Kirk Krappé, president and CEO of Nextance inc. in Redwood City, Calif., says the noise from software vendors pitching Sarbanes-Oxley solutions has grown deafening. He receives two or three e-mails a day from vendors and consultants offering to solve his compliance problems, even though his small, private company isn't subject to the provisions of the new law -- and it's a competitor in the Sarbanes-Oxley compliance assistance market itself.

Most CEOs and CFOs need a document management system just to sort through the hundreds of compliance pitches they're fielding. But few leaders would deny that compliance assistance products and services fill a real need. * Earlier this spring, the SEC underlined the deadly seriousness of compliance issues when it fired off a volley of criminal charges against senior executives of HealthSouth Corp., the $4.3 billion-a-year Birmingham, Ala.-based health care services provider. News of that investigation broke just as management teams at many public companies, particularly those with Sept. 30 fiscal year-ends, began plotting their compliance strategies, investing in external Sarbanes-Oxley assistance and focusing on their assertions of internal controls as laid out in Section 404 of the new legislation.

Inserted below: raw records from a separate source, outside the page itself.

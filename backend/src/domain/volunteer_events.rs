//! Domain events emitted when volunteers register.
//!
//! Events are transport agnostic; outbound publishers decide how to frame
//! them on the wire. The serialised form uses snake_case keys so downstream
//! consumers can decode it without knowing about Rust types.

use serde::{Deserialize, Serialize};

use crate::domain::{Volunteer, VolunteerId};

/// Event type tag carried by every registration event.
pub const VOLUNTEER_REGISTERED: &str = "VOLUNTEER_REGISTERED";

/// Notification that a new volunteer has been persisted.
///
/// `timestamp` is read from the service clock when the publish is attempted,
/// in whole seconds since the Unix epoch. It can trail `created_at`.
///
/// # Examples
/// ```
/// use volunteer_service::domain::{VolunteerRegisteredEvent, VOLUNTEER_REGISTERED};
///
/// let json = serde_json::json!({
///     "volunteer_id": 1,
///     "name": "Jane",
///     "phone": "0711000111",
///     "email": null,
///     "ward": "Kibra",
///     "interest": "Health",
///     "timestamp": 1_700_000_000,
///     "event_type": VOLUNTEER_REGISTERED,
/// });
/// let event: VolunteerRegisteredEvent = serde_json::from_value(json).expect("valid event");
/// assert_eq!(event.volunteer_id.get(), 1);
/// ```
#[derive(Debug, Clone, PartialEq, Eq, Serialize, Deserialize)]
pub struct VolunteerRegisteredEvent {
    pub volunteer_id: VolunteerId,
    pub name: String,
    pub phone: String,
    pub email: Option<String>,
    pub ward: String,
    pub interest: Option<String>,
    pub timestamp: i64,
    pub event_type: String,
}

impl VolunteerRegisteredEvent {
    /// Build the event for a freshly persisted volunteer.
    #[must_use]
    pub fn for_volunteer(volunteer: &Volunteer, timestamp: i64) -> Self {
        Self {
            volunteer_id: volunteer.id,
            name: volunteer.name.clone(),
            phone: volunteer.phone.as_str().to_owned(),
            email: volunteer.email.clone(),
            ward: volunteer.ward.as_str().to_owned(),
            interest: volunteer.interest.clone(),
            timestamp,
            event_type: VOLUNTEER_REGISTERED.to_owned(),
        }
    }

    /// Partition key: the decimal volunteer id.
    #[must_use]
    pub fn key(&self) -> String {
        self.volunteer_id.to_string()
    }
}
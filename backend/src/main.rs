//! Volunteer service entry-point: loads settings, wires the store and event
//! channel, and serves the REST API.

mod server;

use std::sync::Arc;

use actix_web::web;
use color_eyre::eyre::{Result, WrapErr};
use ortho_config::OrthoConfig;
use tracing::{info, warn};
use tracing_subscriber::{EnvFilter, fmt};

use server::{ServerConfig, create_server};
use volunteer_service::config::ServiceSettings;
use volunteer_service::domain::PublishSettings;
use volunteer_service::inbound::http::health::HealthState;
use volunteer_service::outbound::events::{RedisPublisherConfig, RedisStreamPublisher};
use volunteer_service::outbound::persistence::{DbPool, PoolConfig, run_migrations};

/// Application bootstrap.
#[actix_web::main]
async fn main() -> Result<()> {
    color_eyre::install()?;
    if let Err(e) = fmt()
        .with_env_filter(EnvFilter::from_default_env())
        .json()
        .try_init()
    {
        warn!(error = %e, "tracing init failed");
    }

    let settings = ServiceSettings::load_from_iter(std::env::args_os())
        .wrap_err("failed to load configuration")?;
    let bind_addr = settings
        .bind_addr()
        .wrap_err("invalid VOLUNTEER_BIND_ADDR")?;

    let mut config = ServerConfig::new(bind_addr).with_publish_settings(PublishSettings {
        channel: settings.event_channel().to_owned(),
        timeout: settings.publish_timeout(),
    });

    if let Some(database_url) = settings.database_url() {
        run_migrations(database_url)
            .await
            .wrap_err("failed to apply database migrations")?;
        let pool = DbPool::new(
            PoolConfig::new(database_url).with_max_size(settings.db_max_connections()),
        )
        .await
        .wrap_err("failed to build database pool")?;
        config = config.with_db_pool(pool);
    }

    match settings.redis_url() {
        Some(redis_url) => {
            let publisher = RedisStreamPublisher::connect_lazy(RedisPublisherConfig::new(redis_url))
                .wrap_err("failed to configure redis publisher")?;
            info!(
                channel = settings.event_channel(),
                "publishing registration events to redis"
            );
            config = config.with_publisher(Arc::new(publisher));
        }
        None => warn!("no redis url configured; registration events will not be published"),
    }

    let health_state = web::Data::new(HealthState::new());
    info!(%bind_addr, "starting volunteer service");
    let server = create_server(health_state, config).wrap_err("failed to start HTTP server")?;
    server.await.wrap_err("HTTP server terminated abnormally")?;
    Ok(())
}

"What Congress did when it passed the act was to eliminate the Ken Lay defense," says Trent Gazzaway, national director of corporate governance advisory services for accounting and consulting firm Grant Thornton LLP in Charlotte, N.C. "CEOs can no longer say, 'That wasn't my responsibility -- it was the fault of internal audit, the external auditor or the accounting department.' " Ultimately, the buck stops with CFOs -- and their subordinates. So far, the HealthSouth criminal charges have targeted (in addition to the company's former CEO) two former CFOs, a former assistant controller, three finance vice presidents, and an assistant vice president of finance and accounting.

There's no question that compliance assistance providers found an eager market for their products early this year. Stephanie Woodruff, Minneapolis-based global managing director of internal audit services provider Resources Audit Solutions, reports that public-company investment in her firm's compliance assistance software surged in early March. Other finance and accounting consulting firms and accounting firms report similar sales leaps. Gazzaway conducted presentations of CAT Scan, Grant Thornton's control analysis tool, for 40 public companies in a five-week stretch beginning in February.

The flood of compliance assistance software products shows no sign of abating. While there's no question that they are timely and needed, the sheer volume of offerings is overwhelming to many finance executives. And grasping the pros and cons of all available solu-tions remains a challenge.